**WHAT IS NEEDED**.
In the entries below, count the lines that contain the word "return" and give only that number.

**TASK INPUTS**.
====

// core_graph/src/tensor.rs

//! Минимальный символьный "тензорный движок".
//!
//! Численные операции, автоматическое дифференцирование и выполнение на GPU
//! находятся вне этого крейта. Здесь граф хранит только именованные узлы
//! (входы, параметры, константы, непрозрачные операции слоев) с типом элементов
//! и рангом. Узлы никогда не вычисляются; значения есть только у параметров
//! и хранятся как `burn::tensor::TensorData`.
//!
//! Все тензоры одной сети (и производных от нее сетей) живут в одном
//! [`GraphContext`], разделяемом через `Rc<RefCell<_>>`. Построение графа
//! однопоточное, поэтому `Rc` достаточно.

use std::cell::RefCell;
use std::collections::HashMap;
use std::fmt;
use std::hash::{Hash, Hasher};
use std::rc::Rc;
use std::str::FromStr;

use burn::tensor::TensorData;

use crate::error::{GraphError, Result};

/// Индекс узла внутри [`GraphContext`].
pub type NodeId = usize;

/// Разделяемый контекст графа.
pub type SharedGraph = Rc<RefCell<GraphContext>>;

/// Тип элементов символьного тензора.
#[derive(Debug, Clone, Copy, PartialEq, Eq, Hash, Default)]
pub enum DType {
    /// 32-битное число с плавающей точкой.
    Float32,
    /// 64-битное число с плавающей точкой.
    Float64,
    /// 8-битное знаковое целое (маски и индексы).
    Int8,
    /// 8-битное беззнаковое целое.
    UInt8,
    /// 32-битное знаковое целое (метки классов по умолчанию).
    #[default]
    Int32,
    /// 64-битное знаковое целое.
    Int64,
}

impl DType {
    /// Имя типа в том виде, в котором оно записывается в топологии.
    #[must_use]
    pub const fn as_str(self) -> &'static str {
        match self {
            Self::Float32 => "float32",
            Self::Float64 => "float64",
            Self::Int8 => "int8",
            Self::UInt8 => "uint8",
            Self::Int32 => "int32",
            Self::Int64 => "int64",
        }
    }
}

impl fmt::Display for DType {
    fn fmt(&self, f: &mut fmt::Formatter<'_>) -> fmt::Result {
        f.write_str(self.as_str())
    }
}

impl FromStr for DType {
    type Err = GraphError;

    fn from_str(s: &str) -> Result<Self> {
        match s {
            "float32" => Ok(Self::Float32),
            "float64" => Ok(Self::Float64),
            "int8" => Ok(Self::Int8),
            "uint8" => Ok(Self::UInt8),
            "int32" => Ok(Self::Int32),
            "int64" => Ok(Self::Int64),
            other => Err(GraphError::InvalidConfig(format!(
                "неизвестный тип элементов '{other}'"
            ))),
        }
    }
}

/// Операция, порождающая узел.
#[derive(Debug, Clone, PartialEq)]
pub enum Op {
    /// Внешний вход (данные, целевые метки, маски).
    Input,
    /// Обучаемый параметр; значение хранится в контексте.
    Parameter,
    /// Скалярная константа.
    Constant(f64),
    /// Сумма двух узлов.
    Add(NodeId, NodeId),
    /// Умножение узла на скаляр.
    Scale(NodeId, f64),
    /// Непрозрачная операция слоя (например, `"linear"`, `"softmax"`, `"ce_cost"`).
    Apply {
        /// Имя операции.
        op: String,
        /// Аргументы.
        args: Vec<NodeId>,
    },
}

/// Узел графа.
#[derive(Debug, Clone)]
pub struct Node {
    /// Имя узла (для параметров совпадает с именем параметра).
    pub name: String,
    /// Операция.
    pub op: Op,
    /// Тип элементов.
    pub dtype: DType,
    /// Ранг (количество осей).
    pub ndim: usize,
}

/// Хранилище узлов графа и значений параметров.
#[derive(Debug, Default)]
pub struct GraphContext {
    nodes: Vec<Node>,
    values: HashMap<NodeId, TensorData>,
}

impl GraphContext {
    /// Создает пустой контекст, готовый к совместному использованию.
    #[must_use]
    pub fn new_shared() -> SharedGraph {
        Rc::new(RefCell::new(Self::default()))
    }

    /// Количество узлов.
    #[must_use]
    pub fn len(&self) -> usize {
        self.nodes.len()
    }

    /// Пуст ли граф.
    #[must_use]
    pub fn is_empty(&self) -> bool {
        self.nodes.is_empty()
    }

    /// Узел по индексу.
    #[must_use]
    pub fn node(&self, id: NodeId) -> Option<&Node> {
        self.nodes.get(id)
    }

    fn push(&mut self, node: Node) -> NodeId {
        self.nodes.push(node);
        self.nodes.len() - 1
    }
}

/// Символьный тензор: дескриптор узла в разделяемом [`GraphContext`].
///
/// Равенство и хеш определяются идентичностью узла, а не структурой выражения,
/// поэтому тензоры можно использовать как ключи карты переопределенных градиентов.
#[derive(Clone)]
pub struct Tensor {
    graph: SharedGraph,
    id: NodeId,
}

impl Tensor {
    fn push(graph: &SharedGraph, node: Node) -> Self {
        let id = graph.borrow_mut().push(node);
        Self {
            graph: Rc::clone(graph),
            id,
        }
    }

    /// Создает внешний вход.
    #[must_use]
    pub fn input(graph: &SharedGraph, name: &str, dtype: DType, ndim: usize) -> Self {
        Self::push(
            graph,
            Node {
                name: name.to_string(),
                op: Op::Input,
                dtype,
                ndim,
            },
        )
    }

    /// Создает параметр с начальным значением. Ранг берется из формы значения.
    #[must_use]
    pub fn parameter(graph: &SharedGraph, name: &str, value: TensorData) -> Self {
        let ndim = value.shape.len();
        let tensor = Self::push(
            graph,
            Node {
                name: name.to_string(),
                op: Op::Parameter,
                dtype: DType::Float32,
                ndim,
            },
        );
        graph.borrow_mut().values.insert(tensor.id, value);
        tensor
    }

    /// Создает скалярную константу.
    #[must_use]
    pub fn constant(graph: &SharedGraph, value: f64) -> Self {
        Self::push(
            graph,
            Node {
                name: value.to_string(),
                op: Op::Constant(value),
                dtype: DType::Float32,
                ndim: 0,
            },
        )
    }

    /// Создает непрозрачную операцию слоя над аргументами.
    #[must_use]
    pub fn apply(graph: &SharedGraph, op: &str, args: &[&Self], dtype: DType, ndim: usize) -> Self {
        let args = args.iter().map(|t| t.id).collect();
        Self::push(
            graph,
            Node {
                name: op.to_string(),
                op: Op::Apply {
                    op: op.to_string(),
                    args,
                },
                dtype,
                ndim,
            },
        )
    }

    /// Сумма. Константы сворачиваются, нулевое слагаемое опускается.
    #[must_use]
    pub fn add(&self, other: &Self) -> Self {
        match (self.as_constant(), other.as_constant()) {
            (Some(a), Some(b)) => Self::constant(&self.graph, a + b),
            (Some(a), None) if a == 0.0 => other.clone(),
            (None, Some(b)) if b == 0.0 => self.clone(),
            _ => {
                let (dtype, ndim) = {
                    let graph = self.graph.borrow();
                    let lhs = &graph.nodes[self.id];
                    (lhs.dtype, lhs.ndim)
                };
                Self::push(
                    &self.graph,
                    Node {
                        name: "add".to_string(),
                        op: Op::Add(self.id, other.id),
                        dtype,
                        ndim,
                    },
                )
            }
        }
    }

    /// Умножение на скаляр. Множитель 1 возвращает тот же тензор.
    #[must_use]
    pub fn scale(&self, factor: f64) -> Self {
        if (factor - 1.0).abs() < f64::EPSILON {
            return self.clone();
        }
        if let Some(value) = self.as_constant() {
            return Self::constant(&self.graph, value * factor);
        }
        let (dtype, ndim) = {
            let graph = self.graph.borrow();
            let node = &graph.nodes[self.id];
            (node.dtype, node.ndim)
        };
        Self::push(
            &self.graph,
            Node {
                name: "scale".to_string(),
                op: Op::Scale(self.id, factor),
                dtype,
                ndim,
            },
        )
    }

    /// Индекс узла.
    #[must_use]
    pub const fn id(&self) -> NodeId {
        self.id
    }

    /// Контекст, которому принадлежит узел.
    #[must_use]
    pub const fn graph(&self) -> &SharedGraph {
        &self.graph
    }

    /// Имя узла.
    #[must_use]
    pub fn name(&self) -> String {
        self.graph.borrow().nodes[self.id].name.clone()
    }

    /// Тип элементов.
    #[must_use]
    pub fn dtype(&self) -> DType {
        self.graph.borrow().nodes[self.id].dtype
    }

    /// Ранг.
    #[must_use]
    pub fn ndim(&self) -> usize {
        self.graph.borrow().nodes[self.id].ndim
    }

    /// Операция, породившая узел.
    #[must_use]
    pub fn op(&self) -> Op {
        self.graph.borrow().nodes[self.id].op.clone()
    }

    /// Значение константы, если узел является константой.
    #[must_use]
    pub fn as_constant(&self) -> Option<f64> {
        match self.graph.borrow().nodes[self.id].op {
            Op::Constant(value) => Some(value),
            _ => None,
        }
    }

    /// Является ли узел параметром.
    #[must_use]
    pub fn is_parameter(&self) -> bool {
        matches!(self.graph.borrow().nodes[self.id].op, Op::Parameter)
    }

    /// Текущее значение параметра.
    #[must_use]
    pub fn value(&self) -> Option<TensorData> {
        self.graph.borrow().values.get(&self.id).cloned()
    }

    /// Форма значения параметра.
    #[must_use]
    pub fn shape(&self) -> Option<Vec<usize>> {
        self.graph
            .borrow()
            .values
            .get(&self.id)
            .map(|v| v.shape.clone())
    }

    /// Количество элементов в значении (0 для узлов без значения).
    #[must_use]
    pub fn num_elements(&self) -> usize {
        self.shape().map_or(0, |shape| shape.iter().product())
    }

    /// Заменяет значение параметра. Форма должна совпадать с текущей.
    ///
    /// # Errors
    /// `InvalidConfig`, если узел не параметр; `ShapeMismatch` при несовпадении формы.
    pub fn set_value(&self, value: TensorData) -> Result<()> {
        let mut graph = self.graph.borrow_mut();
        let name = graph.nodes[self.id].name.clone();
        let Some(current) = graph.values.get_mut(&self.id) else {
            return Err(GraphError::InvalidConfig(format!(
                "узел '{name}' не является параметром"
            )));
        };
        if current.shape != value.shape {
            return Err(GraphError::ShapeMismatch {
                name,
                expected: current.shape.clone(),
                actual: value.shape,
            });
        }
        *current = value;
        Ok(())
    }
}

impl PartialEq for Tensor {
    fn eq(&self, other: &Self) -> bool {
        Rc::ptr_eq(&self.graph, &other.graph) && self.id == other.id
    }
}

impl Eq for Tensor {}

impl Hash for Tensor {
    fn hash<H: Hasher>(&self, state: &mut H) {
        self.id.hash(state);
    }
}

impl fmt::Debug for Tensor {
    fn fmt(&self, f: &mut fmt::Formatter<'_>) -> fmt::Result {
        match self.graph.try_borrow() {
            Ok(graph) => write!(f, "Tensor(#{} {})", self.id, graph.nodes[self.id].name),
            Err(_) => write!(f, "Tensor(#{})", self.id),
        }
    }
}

====

**RESULT**.
4